Second, every instructor in GA is a practitioner in his industry with real-world experience. “Third, you won’t just learn a new skill set. You will also learn new ways to present yourself. It’s not sufficient to just have the skills. You need to be able to talk about it and connect with others,” he adds.

GA students can also utilise its Career Services programme to find job placements. In Malaysia, GA’s hiring partners include many of the large banks, telecommunications companies and start-ups, says Pereira.

“We pride ourselves on the fact that over 91% of our learners around the world actually find a job in the new area they’ve developed their skills in within six months of graduation.”

GA taught almost 700 learners in Malaysia last year, according to Pereira. The courses are currently online due to the pandemic and the cost starts from RM2,000. The most popular programme in Malaysia is the boot camp, which runs from 10 to 12 weeks. 

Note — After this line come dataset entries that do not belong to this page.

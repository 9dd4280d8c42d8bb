use axum::{
    body::Bytes,
    extract::State,
    http::{header, HeaderMap, StatusCode},
    response::IntoResponse,
    Json,
};
use serde_json::{json, Value};
use tracing::{error, info, warn};

use super::state::AppState;
use crate::{
    error::WebhookError,
    event::{DELIVERY_HEADER, EVENT_HEADER},
    metrics::{self, EVENTS_REJECTED},
    signature::SIGNATURE_HEADER,
};

pub async fn root() -> &'static str {
    "Welcome to the GitHub webhook server!"
}

/// Report which required config values are missing
pub async fn check_config(State(state): State<AppState>) -> impl IntoResponse {
    let missing = state.config.missing_required();
    if missing.is_empty() {
        (
            StatusCode::OK,
            Json(json!({
                "status": "success",
                "message": "All required configuration values are present.",
            })),
        )
    } else {
        warn!(missing = ?missing, "Required configuration values are missing");
        (
            StatusCode::INTERNAL_SERVER_ERROR,
            Json(json!({
                "status": "error",
                "message": "The following configuration values are missing or invalid:",
                "missingConfigs": missing,
            })),
        )
    }
}

/// Serve the rolling web log file as stored on disk
pub async fn logs_json(State(state): State<AppState>) -> impl IntoResponse {
    match state.dispatcher.audit().web_log().read_raw().await {
        Ok(raw) => (StatusCode::OK, [(header::CONTENT_TYPE, "application/json")], raw),
        Err(e) => {
            error!(error = %e, "Failed to read web log");
            (
                StatusCode::INTERNAL_SERVER_ERROR,
                [(header::CONTENT_TYPE, "application/json")],
                br#"{"status":"error","message":"failed to read logs"}"#.to_vec(),
            )
        }
    }
}

pub async fn metrics() -> impl IntoResponse {
    match metrics::render() {
        Ok(body) => (StatusCode::OK, body),
        Err(e) => {
            error!(error = %e, "Failed to render metrics");
            (StatusCode::INTERNAL_SERVER_ERROR, String::new())
        }
    }
}

/// Verify, classify and dispatch one GitHub delivery.
///
/// The body is taken as raw bytes so the signature is checked over exactly
/// what was received; JSON parsing only happens once it verified.
pub async fn handle_webhook(
    State(state): State<AppState>,
    headers: HeaderMap,
    body: Bytes,
) -> Result<Json<Value>, WebhookError> {
    let delivery = header_str(&headers, DELIVERY_HEADER).unwrap_or("-");

    if let Err(e) = state.verifier.verify(&body, signature_header(&headers)) {
        warn!(delivery, reason = e.reason(), "Rejected webhook delivery");
        EVENTS_REJECTED.with_label_values(&[e.reason()]).inc();
        return Err(e.into());
    }

    let Some(event) = header_str(&headers, EVENT_HEADER) else {
        EVENTS_REJECTED.with_label_values(&["missing_event"]).inc();
        return Err(WebhookError::MissingEventType);
    };

    let payload: Value = serde_json::from_slice(&body).map_err(|e| {
        EVENTS_REJECTED.with_label_values(&["malformed_body"]).inc();
        WebhookError::MalformedBody(e.to_string())
    })?;

    info!(delivery, event, "Webhook received");
    state.dispatcher.handle(event, &payload).await?;

    Ok(Json(json!({ "status": "success", "event": event })))
}

fn header_str<'a>(headers: &'a HeaderMap, name: &str) -> Option<&'a str> {
    headers.get(name).and_then(|v| v.to_str().ok())
}

/// A present but non-ASCII signature can never match, so it is passed on as
/// an empty value rather than reported missing
fn signature_header(headers: &HeaderMap) -> Option<&str> {
    headers.get(SIGNATURE_HEADER).map(|v| v.to_str().unwrap_or_default())
}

“We are able to offer classes from any of our campuses around the world. The instructors can be from other countries, which often works well if you want to take a class at night, since the instructor is in another time zone. A lot of learners want to gain the perspective of someone from another country. But the teaching assistant working with you is local, so you get the best of both worlds,” says Pereira.

He hopes to continue working with organisations to support them in their digital transformation journey. 

“Our success lies in helping people transform their careers. We have stories like that of a hair stylist who lost her job because of the pandemic, who then joined our software engineering programme and became a developer. Our hope is that there will be many more stories like this,” says Pereira.